REQUIRED WORK:
Please set the lines down again exactly, from the top of the entries through the line that contains "without per-stage broadcasts.".
(INPUT RECORDS begins)
//! Forward and backward lineage traces.
//!
//! A forward trace pushes predicate-selected source identities with the
//! dataflow and reads off the sink elements whose tags are non-empty. A
//! backward trace runs the dataflow with unique source identities, reduces
//! the tags of predicate-selected sink elements into a set of interest, and
//! intersects it back against the source. Three backward strategies trade
//! data movement differently:
//!
//! - [`Strategy::SingleStep`] propagates end to end in one pass. Correct
//!   everywhere, but across many shuffles the reduced tag set can grow with
//!   every merge site.
//! - [`Strategy::MaintainingSet`] walks stage by stage, concretizing the
//!   interesting element set at each shuffle boundary so the next stage's
//!   tag unions stay small. Costs one driver-side materialization per stage.
//! - [`Strategy::UsingMappings`] (the default) joins consecutive stages on
//!   their element values to translate tags across boundaries, keeping tag
//!   sets small without per-stage broadcasts.

use std::collections::{HashMap, HashSet};

use crate::dataset::{DatasetId, Engine, Value};
use crate::error::Result;
use crate::lift::tag_through;
use crate::stage::{decompose, parent_stages, tag_within_stage};
use crate::tag::Tag;
use crate::tagged::{predicate_tag, unique_tag};

/// Backward-trace strategy selection.
#[derive(Clone, Copy, Debug, Default, PartialEq, Eq)]
pub enum Strategy {
    /// One end-to-end tagging pass, ignoring stage boundaries.
    SingleStep,
    /// Per-stage tagging with a concrete interesting-element set.
    MaintainingSet,
    /// Per-stage tagging joined across boundaries by element value.
    #[default]
    UsingMappings,
}

/// Elements of `sink` derived from elements of `source` satisfying `pred`.
///
/// Results are in partition order of the sink. Tracing a dataset onto
/// itself returns exactly its filtered elements.
pub fn trace_forward(
    engine: &Engine,
    source: DatasetId,
    pred: impl Fn(&Value) -> bool,
    sink: DatasetId,
) -> Result<Vec<Value>> {
    let tagged_source = predicate_tag(engine, source, pred)?;
    let tagged_sink = tag_through(engine, sink, source, &tagged_source)?;
    Ok(tagged_sink.elements_where(|t| t.tag.is_non_empty()))
}

/// Elements of `source` that contributed to elements of `sink` satisfying
/// `pred`, using the given strategy.
pub fn trace_backward(
    engine: &Engine,
    source: DatasetId,
    pred: impl Fn(&Value) -> bool,
    sink: DatasetId,
    strategy: Strategy,
) -> Result<Vec<Value>> {
    match strategy {
        Strategy::SingleStep => trace_backward_single_step(engine, source, pred, sink),
        Strategy::MaintainingSet => trace_backward_maintaining_set(engine, source, pred, sink),
        Strategy::UsingMappings => trace_backward_using_mappings(engine, source, pred, sink),
    }
}

/// Backward trace in a single end-to-end pass.
pub fn trace_backward_single_step(
    engine: &Engine,
    source: DatasetId,
    pred: impl Fn(&Value) -> bool,
    sink: DatasetId,
) -> Result<Vec<Value>> {
    let tagged_source = unique_tag(engine, source)?;
    let tagged_sink = tag_through(engine, sink, source, &tagged_source)?;
    let interest = tagged_sink.fold_tags(|t| pred(&t.elem));
    let retagged = unique_tag(engine, source)?;
    Ok(retagged.elements_where(|t| t.tag.intersects(&interest)))
}

/// Predicate over a stage sink: the caller's at the last stage, then a
/// concrete membership set at every earlier boundary.
enum SinkPredicate<'a, F: Fn(&Value) -> bool> {
    Caller(&'a F),
    Members(HashSet<Value>),
}

impl<F: Fn(&Value) -> bool> SinkPredicate<'_, F> {
    fn matches(&self, v: &Value) -> bool {
        match self {
            SinkPredicate::Caller(f) => f(v),
            SinkPredicate::Members(set) => set.contains(v),
        }
    }
}

/// Backward trace concretizing the interesting set at each stage boundary.
pub fn trace_backward_maintaining_set(
    engine: &Engine,
    source: DatasetId,
    pred: impl Fn(&Value) -> bool,
    sink: DatasetId,
) -> Result<Vec<Value>> {
    let mut current_sink = sink;
    let mut sink_pred = SinkPredicate::Caller(&pred);
    loop {
        if current_sink == source {
            let elements = engine.collect(source)?;
            return Ok(elements
                .into_iter()
                .filter(|e| sink_pred.matches(e))
                .collect());
        }
        let parents = parent_stages(engine, current_sink)?;
        let (tagged, first) = tag_within_stage(engine, current_sink, source, &parents)?;
        let interest = tagged.fold_tags(|t| sink_pred.matches(&t.elem));
        let first_tagged = unique_tag(engine, first)?;
        let members: HashSet<Value> = first_tagged
            .iter()
            .filter(|t| t.tag.intersects(&interest))
            .map(|t| t.elem.clone())
            .collect();
        sink_pred = SinkPredicate::Members(members);
        current_sink = first;
    }
}

/// Backward trace translating tags across stage boundaries with joins.
pub fn trace_backward_using_mappings(
    engine: &Engine,
    source: DatasetId,
    pred: impl Fn(&Value) -> bool,
    sink: DatasetId,
) -> Result<Vec<Value>> {
    if source == sink {
        let elements = engine.collect(source)?;
        return Ok(elements.into_iter().filter(|e| pred(e)).collect());
    }
    let stages = decompose(engine, source, sink)?;
    let Some(last) = stages.last() else {
        return Ok(Vec::new());
    };

    // Tags of interest in the final stage's tag space.
    let mut interest = last.tagged_sink.fold_tags(|t| pred(&t.elem));

    // Step the interest set back one boundary at a time. The boundary
    // dataset is both the previous stage's sink and this stage's first, so
    // joining on element values relates the two tag spaces.
    for i in (1..stages.len()).rev() {
        let start = unique_tag(engine, stages[i].first)?;
        let mut prev_tags: HashMap<Value, Tag> = HashMap::new();
        for t in stages[i - 1].tagged_sink.iter() {
            prev_tags
                .entry(t.elem.clone())
                .and_modify(|acc| acc.union_with(&t.tag))
                .or_insert_with(|| t.tag.clone());
        }
        let mut stepped = Tag::empty();
        for t in start.iter() {
            if t.tag.intersects(&interest) {
                if let Some(prev) = prev_tags.get(&t.elem) {
                    stepped.union_with(prev);
                }
            }
        }
        interest = stepped;
    }

    let tagged_source = unique_tag(engine, stages[0].first)?;
    Ok(tagged_source.elements_where(|t| t.tag.intersects(&interest)))
}

#[cfg(test)]
mod tests {
    use super::*;

    fn int(v: i64) -> Value {
        Value::Int(v)
    }

    #[test]
    fn test_identity_trace_equals_filter() {
        let mut engine = Engine::new();
        let d = engine.parallelize((1..=9).map(int).collect(), 3).unwrap();
        let traced = trace_forward(&engine, d, |v| matches!(v, Value::Int(x) if x % 3 == 0), d)
            .unwrap();
        let filtered = engine.filter(d, |v| matches!(v, Value::Int(x) if x % 3 == 0)).unwrap();
        assert_eq!(traced, engine.collect(filtered).unwrap());
    }

    #[test]
    fn test_forward_is_idempotent() {
        let mut engine = Engine::new();
        let s = engine.parallelize((1..=8).map(int).collect(), 2).unwrap();
        let e = engine
            .map(s, |v| match v {
                Value::Int(x) => int(x * 10),
                other => other.clone(),
            })
            .unwrap();
        let once = trace_forward(&engine, s, |v| matches!(v, Value::Int(x) if *x > 4), e).unwrap();
        let twice = trace_forward(&engine, s, |v| matches!(v, Value::Int(x) if *x > 4), e).unwrap();
        assert_eq!(once, twice);
    }

    #[test]
    fn test_backward_with_no_path_is_empty() {
        let mut engine = Engine::new();
        let s = engine.parallelize((1..=3).map(int).collect(), 1).unwrap();
        let other = engine.parallelize((1..=3).map(int).collect(), 1).unwrap();
        for strategy in [
            Strategy::SingleStep,
            Strategy::MaintainingSet,
            Strategy::UsingMappings,
        ] {
            let result = trace_backward(&engine, s, |_| true, other, strategy).unwrap();
            assert!(result.is_empty(), "{strategy:?}");
        }
    }

    #[test]
    fn test_backward_identity_equals_filter() {
        let mut engine = Engine::new();
        let d = engine.parallelize((1..=6).map(int).collect(), 2).unwrap();
        for strategy in [
            Strategy::SingleStep,
            Strategy::MaintainingSet,
            Strategy::UsingMappings,
        ] {
            let result =
                trace_backward(&engine, d, |v| matches!(v, Value::Int(x) if x % 2 == 1), d, strategy)
                    .unwrap();
            assert_eq!(result, vec![int(1), int(3), int(5)], "{strategy:?}");
        }
    }

    #[test]
    fn test_default_strategy_is_using_mappings() {
        assert_eq!(Strategy::default(), Strategy::UsingMappings);
    }
}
(INPUT RECORDS ends)
REPLY TO THE EXERCISE:
//! Forward and backward lineage traces.
//!
//! A forward trace pushes predicate-selected source identities with the
//! dataflow and reads off the sink elements whose tags are non-empty. A
//! backward trace runs the dataflow with unique source identities, reduces
//! the tags of predicate-selected sink elements into a set of interest, and
//! intersects it back against the source. Three backward strategies trade
//! data movement differently:
//!
//! - [`Strategy::SingleStep`] propagates end to end in one pass. Correct
//!   everywhere, but across many shuffles the reduced tag set can grow with
//!   every merge site.
//! - [`Strategy::MaintainingSet`] walks stage by stage, concretizing the
//!   interesting element set at each shuffle boundary so the next stage's
//!   tag unions stay small. Costs one driver-side materialization per stage.
//! - [`Strategy::UsingMappings`] (the default) joins consecutive stages on
//!   their element values to translate tags across boundaries, keeping tag
//!   sets small without per-stage broadcasts.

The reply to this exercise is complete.